[boost] GIL Review

30 Oct 2006

      Apologies for the late review.  Aside from the voting, I hope it will 
still be of some use.

I appreciate the efforts of the authors, as well as the opportunity to 
provide feedback.

What is your evaluation of the design?
--------------------------------------
Elegant, but it takes a slightly simplistic view of images, in some regards.

I'm concerned that GIL's color spaces combine too many distinct 
concepts: memory layout, channel ordering, channel type & range, and a 
more pure definition of a color space (e.g. basis vectors, primaries, 
transfer function, etc.).  In practice, this may require some users to 
define a large number of GIL color spaces.

For example, a program or library that handles encoding/decoding of 
MPEG-4 video (non-studio profiles) has to deal with as many as 6 
variants of YUV, 4 transfer functions, and two different scales of 
sample values (without getting into things like n-bit profile).  In 
addition to that, professional video production systems will also have 
to deal with a variety of linear, non-linear, and log-scale RGB 
formats.  Add RGBA, and you also have to deal with whether Alpha is 
premultiplied.  Combined with a few different channel orderings and data 
layouts, I fear the result is such a multiplicity of combinations that 
the core purpose of GIL's color space construct would be defeated.
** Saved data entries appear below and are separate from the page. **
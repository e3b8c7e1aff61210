//! `[privacy]` settings: activities, their rules, and privacy modules.
//!
//! ```toml
//! [privacy]
//! trace = "basic"
//!
//! [[privacy.modules]]
//! code = "iab.usgeneral"
//! enforcement = "enforce"
//! skip_sids = [8]
//!
//! [privacy.activities.syncUser]
//! default = true
//!
//! [[privacy.activities.syncUser.rules]]
//! allow = false
//! condition = { component_type = ["bidder"], component_name = ["rubicon"] }
//!
//! [[privacy.activities.syncUser.rules]]
//! privacyreg = ["iab.usgeneral"]
//! ```

use std::collections::HashMap;

use serde::{Deserialize, Serialize};
use validator::Validate;

use super::debug::TraceLevel;
use super::ComponentType;

#[derive(Debug, Clone, Default, PartialEq, Eq, Deserialize, Serialize, Validate)]
pub struct PrivacyConfig {
    #[serde(default, deserialize_with = "crate::settings::vec_from_seq_or_map")]
    #[validate(nested)]
    pub modules: Vec<PrivacyModuleConfig>,
    /// Keyed by activity config name, e.g. `transmitPreciseGeo`.
    #[serde(default)]
    pub activities: HashMap<String, ActivityConfig>,
    #[serde(default, skip_serializing_if = "Option::is_none")]
    pub trace: Option<TraceLevel>,
}

#[derive(Debug, Clone, Default, PartialEq, Eq, Deserialize, Serialize)]
pub struct ActivityConfig {
    /// Result when every rule abstains; allow when unset.
    #[serde(default, skip_serializing_if = "Option::is_none")]
    pub default: Option<bool>,
    #[serde(default, deserialize_with = "crate::settings::vec_from_seq_or_map")]
    pub rules: Vec<RuleConfig>,
}

#[derive(Debug, Clone, PartialEq, Eq, Deserialize, Serialize)]
#[serde(untagged)]
pub enum RuleConfig {
    /// Defer to the named privacy modules, in order.
    PrivacyModules { privacyreg: Vec<String> },
    Condition {
        condition: ConditionConfig,
        #[serde(default = "default_allow")]
        allow: bool,
    },
}

fn default_allow() -> bool {
    true
}

/// Conditions of a rule. Absent conditions match anything.
#[derive(Debug, Clone, Default, PartialEq, Eq, Deserialize, Serialize)]
#[serde(deny_unknown_fields)]
pub struct ConditionConfig {
    #[serde(default, alias = "componentType", skip_serializing_if = "Option::is_none")]
    pub component_type: Option<Vec<ComponentType>>,
    #[serde(default, alias = "componentName", skip_serializing_if = "Option::is_none")]
    pub component_name: Option<Vec<String>>,
    #[serde(default, alias = "gppSid", skip_serializing_if = "Option::is_none")]
    pub gpp_sid: Option<Vec<i32>>,
    /// `COUNTRY` or `COUNTRY.REGION` entries.
    #[serde(default, skip_serializing_if = "Option::is_none")]
    pub geo: Option<Vec<String>>,
}

#[derive(Debug, Clone, Copy, Default, PartialEq, Eq, Deserialize, Serialize)]
#[serde(rename_all = "lowercase")]
pub enum Enforcement {
    Skip,
    #[default]
    Enforce,
    /// Evaluate and log, but never disallow.
    Warn,
}

#[derive(Debug, Clone, PartialEq, Eq, Deserialize, Serialize, Validate)]
pub struct PrivacyModuleConfig {
    #[validate(length(min = 1))]
    pub code: String,
    #[serde(default)]
    pub enforcement: Enforcement,
    /// GPP section ids the module ignores.
    #[serde(default, alias = "skipSids")]
    pub skip_sids: Vec<i32>,
}
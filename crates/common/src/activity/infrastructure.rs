use std::collections::HashMap;
use std::sync::Arc;

use error_stack::{Report, ResultExt};

use crate::error::BidGuardError;
use crate::gpp::ConsentModel;

use super::config::{Enforcement, PrivacyConfig, PrivacyModuleConfig, RuleConfig};
use super::debug::{ActivityDebug, TraceLevel};
use super::rule::{ConditionRule, ConfiguredModule, PrivacyModulesRule, Rule};
use super::usnat::{UsNatModule, US_GENERAL_CODE};
use super::{Activity, ActivityInvocationPayload, Invocation, RuleResult};

struct ActivityController {
    allow_by_default: bool,
    rules: Vec<Box<dyn Rule>>,
}

/// Compiled activity configuration.
///
/// Built once from `[privacy]` settings and shared across requests; every
/// evaluation is a pure function of its inputs.
pub struct ActivityInfrastructure {
    activities: HashMap<Activity, ActivityController>,
    trace_level: Option<TraceLevel>,
}

impl ActivityInfrastructure {
    /// Compiles the configuration.
    ///
    /// # Errors
    ///
    /// Returns [`BidGuardError::Configuration`] for unknown activity names,
    /// unknown or duplicated privacy modules, and malformed rule conditions.
    pub fn from_config(config: &PrivacyConfig) -> Result<Self, Report<BidGuardError>> {
        let modules = build_modules(&config.modules)?;

        let mut activities = HashMap::with_capacity(config.activities.len());
        for (name, activity_config) in &config.activities {
            let activity: Activity = name.parse()?;
            let rules = activity_config
                .rules
                .iter()
                .map(|rule| build_rule(rule, &modules))
                .collect::<Result<Vec<_>, _>>()
                .attach(format!("while compiling rules of activity '{name}'"))?;

            let controller = ActivityController {
                allow_by_default: activity_config.default.unwrap_or(true),
                rules,
            };
            if activities.insert(activity, controller).is_some() {
                return Err(Report::new(BidGuardError::configuration(format!(
                    "Activity '{activity}' is configured more than once"
                ))));
            }
        }

        log::debug!(
            "Activity infrastructure configured for {} activities, {} privacy modules",
            activities.len(),
            modules.len()
        );
        Ok(Self {
            activities,
            trace_level: config.trace,
        })
    }

    /// A fresh trace collector at the configured level.
    #[must_use]
    pub fn new_debug(&self) -> ActivityDebug {
        ActivityDebug::new(self.trace_level)
    }

    /// Whether `activity` may proceed for `payload`, without tracing.
    #[must_use]
    pub fn is_allowed(
        &self,
        activity: Activity,
        payload: &ActivityInvocationPayload,
        consent: Option<&dyn ConsentModel>,
    ) -> bool {
        self.evaluate(activity, payload, consent, &mut ActivityDebug::new(None))
    }

    /// Whether `activity` may proceed, recording the evaluation in `debug`.
    ///
    /// The first rule that does not abstain decides. When all abstain the
    /// activity default applies. Unconfigured activities are allowed.
    pub fn evaluate(
        &self,
        activity: Activity,
        payload: &ActivityInvocationPayload,
        consent: Option<&dyn ConsentModel>,
        debug: &mut ActivityDebug,
    ) -> bool {
        debug.emit_invocation(activity, payload);

        let Some(controller) = self.activities.get(&activity) else {
            debug.emit_default_result(true);
            debug.emit_invocation_result(activity, true);
            return true;
        };
        debug.emit_default_result(controller.allow_by_default);

        let invocation = Invocation {
            activity,
            payload,
            consent,
        };
        let mut allowed = controller.allow_by_default;
        for rule in &controller.rules {
            let result = rule.proceed(&invocation);
            debug.emit_processed_rule(|| rule.describe(), rule.skipped_privacy_modules(), result);
            if result != RuleResult::Abstain {
                allowed = result == RuleResult::Allow;
                break;
            }
        }

        debug.emit_invocation_result(activity, allowed);
        allowed
    }
}

fn build_modules(
    configs: &[PrivacyModuleConfig],
) -> Result<HashMap<&'static str, ConfiguredModule>, Report<BidGuardError>> {
    let mut modules = HashMap::with_capacity(configs.len());
    for config in configs {
        if config.code != US_GENERAL_CODE {
            return Err(Report::new(BidGuardError::configuration(format!(
                "Unknown privacy module '{}'",
                config.code
            ))));
        }

        let module = match config.enforcement {
            Enforcement::Skip => ConfiguredModule::Skipped(US_GENERAL_CODE),
            Enforcement::Enforce | Enforcement::Warn => {
                ConfiguredModule::Active(Arc::new(UsNatModule::new(config)))
            }
        };
        if modules.insert(US_GENERAL_CODE, module).is_some() {
            return Err(Report::new(BidGuardError::configuration(format!(
                "Privacy module '{US_GENERAL_CODE}' is configured more than once"
            ))));
        }
    }
    Ok(modules)
}

fn build_rule(
    config: &RuleConfig,
    modules: &HashMap<&'static str, ConfiguredModule>,
) -> Result<Box<dyn Rule>, Report<BidGuardError>> {
    match config {
        RuleConfig::Condition { condition, allow } => {
            Ok(Box::new(ConditionRule::new(condition.clone(), *allow)?))
        }
        RuleConfig::PrivacyModules { privacyreg } => {
            let mut selected = Vec::with_capacity(privacyreg.len());
            for code in privacyreg {
                if code != US_GENERAL_CODE {
                    return Err(Report::new(BidGuardError::configuration(format!(
                        "Unknown privacy module '{code}'"
                    ))));
                }
                // Named but not configured: the module stays out of the rule.
                if let Some(module) = modules.get(US_GENERAL_CODE) {
                    selected.push(module.clone());
                }
            }
            Ok(Box::new(PrivacyModulesRule::new(selected)))
        }
    }
}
Perhaps this is simply at odds with GIL's goal of uncompromising 
performance.  Still, I think the library shouldn't simply exclude such 
cases.  There should be ways to trade various amounts of efficiency for 
various amounts of runtime flexibility.

While I generally agree with Lubomir about the numerical aspects of 
promotion & conversion traits (i.e. the safe default will be overkill, 
in most cases), I do think they could have both significant runtime and 
structural advantages.  The runtime advantages would be mostly avoidance 
of extra conversion steps and may require a per-algorithm override, so 
that the policy can be tweaked on a case-by-case basis.  The structural 
advantages would come from being able to establish a semantic 
relationship between the values of different channel types.  In order to 
get this right, I think channel types would rarely be POD types, such as 
int and float.  Instead, an example of what you might use is a unique 
type that represents its value as a float, but which can have distinct 
traits template specializations like channel_traits<T>::zero_value(), 
channel_traits<T>::unity_gain_value(), and 
channel_traits<T>::saturated_value() (i.e. "white" value - often 
different from the largest value representable by the type!).  I should 
concede that I haven't developed this idea very far, though it may 
provide a foundation for addressing some of the concerns raised by Dr. 
Reese.

Is there any way to create views of an image that include a subset of 
the channels (for subsets larger than 1), besides color_converted_view?  
Or is there some way color_converted_view might come for free, in this 
case (I didn't get a chance to look into that)?  IMO, this is pretty 
important for processing RGBA images since, as Ullrich Koethe points 
out, it's often necessary to treat Alpha differently than RGB (or YUV).  
Same goes for Z-buffers, and a variety of other synthetic and captured 
channels one might imagine.

Finally, GIL seems to lack any explicit notion of non-uniform sample 
structures.  In video, 4:2:2, 4:1:1, and 4:2:0 are ubiquitous.  An image 
representation that can efficiently support uniform presentation of 
channels with different sample frequencies and phases is important for 
high-performance video processing applications.  I accept that this is 
beyond GIL's intended scope, though I'm citing it as a problem I had 
hoped GIL would solve.  While I believe a synthetic view could be used 
to provide 4:4:4 access to images with other sample structures, such a 
mechanism would likely constitute a severe performance/quality tradeoff 
- at least for a serious video processing application.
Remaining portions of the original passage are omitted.